Fears of trouble, violence mark US 2020 elections
Men gesture as protesters gather at Black Lives Matter Plaza near the White House in Washington, D.C., U.S., Nov. 4, 2020. (Reuters Photo)

The 2020 U.S. election will go down in history with never-ending fear of trouble, violence, potential civil unrest and unusual foreign calls for a fair, violence-free election



The U.S. police struggled to keep crowds under control on election night as stores boarded up in many cities across the country, fearing potential civil unrest, while in an unusual move, foreign countries called for a violence-free election in the United States.

More than 1,000 people protesting President Donald Trump descended on Black Lives Matter Plaza on Tuesday night, just a block from the White House, while hundreds more marched through parts of downtown Washington, D.C., sometimes blocking traffic and setting off fireworks. At least three arrests were made outside the White House as violent clashes erupted between Trump supporters and Black Lives Matter protesters. Scattered protests also took place from Seattle to New York City. In Portland, the center of confrontations this summer between leftist protesters and police, some 400 people marched toward the downtown under a watchful eye of state police.

Hundreds of businesses in cities across the U.S. boarded up their doors and windows ahead of the election, fearing the vote could lead to the sort of violence that broke out earlier this year after the death of George Floyd under a Minneapolis police officer's knee. "Some people would like to cause mayhem and trouble," Washington Mayor Muriel Bowser said earlier in the day. She said she had never seen so many businesses being boarded up: "That all saddens me."

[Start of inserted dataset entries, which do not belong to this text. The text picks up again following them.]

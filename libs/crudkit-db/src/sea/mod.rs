//! sea-orm backed [`StorageEngine`](crate::StorageEngine).
//!
//! Entity structs are sea-orm models; the hidden columns live in the same
//! table but are not part of the model, so they are read and written with
//! `sea_query` statements next to the model columns.

mod cond;
mod engine;

pub use cond::{build_row_condition, hidden_value};
pub use engine::SeaOrmEngine;

use sea_orm::{EntityTrait, FromQueryResult, ModelTrait};

use crate::entity::Entity;

/// A sea-orm model usable as a crudkit [`Entity`].
pub trait SeaEntity: Entity + ModelTrait + FromQueryResult {
    /// Column holding [`Entity::id`].
    fn id_column() -> <TableOf<Self> as EntityTrait>::Column;
}

/// The sea-orm entity (table) a model belongs to.
pub type TableOf<M> = <M as ModelTrait>::Entity;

The U.S. election was plunged into chaos as Trump prematurely declared victory and sought Supreme Court intervention to stop vote-counting. Pundits had been warning for weeks that this year's election results would take time and voicing fear Trump would cause chaos or even violence by questioning the process. Foreign countries also sounded the alarm, with German Defense Minister Annegret Kramp-Karrenbauer warning that the U.S. is facing a "very explosive situation" and a possible systemic crisis.

Shattering norms in the world's most powerful democracy, Trump alleged "major fraud" as he held an upbeat rally inside the White House's ceremonial East Room. "We did win this election," Trump told cheering supporters, few of them wearing masks to protect from COVID-19. "This is a fraud on the American public." The Republican tycoon said he would go to the Supreme Court because "we want all voting to stop."

Trump has railed for months against mail-in ballots, charging without evidence that they could be fraudulent, as some 100 million Americans voted in a divisive election cast under the shadow of the coronavirus pandemic that has claimed more than 230,000 lives in the country.

Race for Congress

Networks projected the Democrats to have maintained control of the House of Representatives, as widely expected, but their hopes of winning back the Senate met headwinds. The Democrats flipped one Senate seat from the Republicans in Colorado, with former Gov. John Hickenlooper projected to triumph but were also expected to lose an especially vulnerable senator in Alabama.

Republican Lindsey Graham was reelected to his U.S. Senate seat in South Carolina, as he beat his Democratic rival, Jaime Harrison, on Tuesday. The 65-year-old lawmaker secured his fourth term after garnering 55% of votes. Harrison got 43%. Harrison had raised and spent tens of millions of dollars trying to unseat Graham.

Graham is one of Trump's closest allies in the Senate. He was one of the loudest voices protesting Turkey's anti-terror operation in Syria, despite saying the U.S. had created the problem in northern Syria by arming the YPG, which is the Syrian affiliate of the PKK terror organization. Graham also called on the Trump administration to impose sanctions on Turkey over its purchase of the Russian S-400 missile defense system.

According to early polls, Republican Senate Majority Leader Mitch McConnell will also serve another term as Kentucky's senator after beating his rival, former Marine fighter pilot Amy McGrath. "I never imagined Kentuckians would make me the longest-serving senator in our state's history or that my fellow Senate Republicans would make me the longest-serving Republican leader in U.S. Senate history," McConnell said, according to NBC News.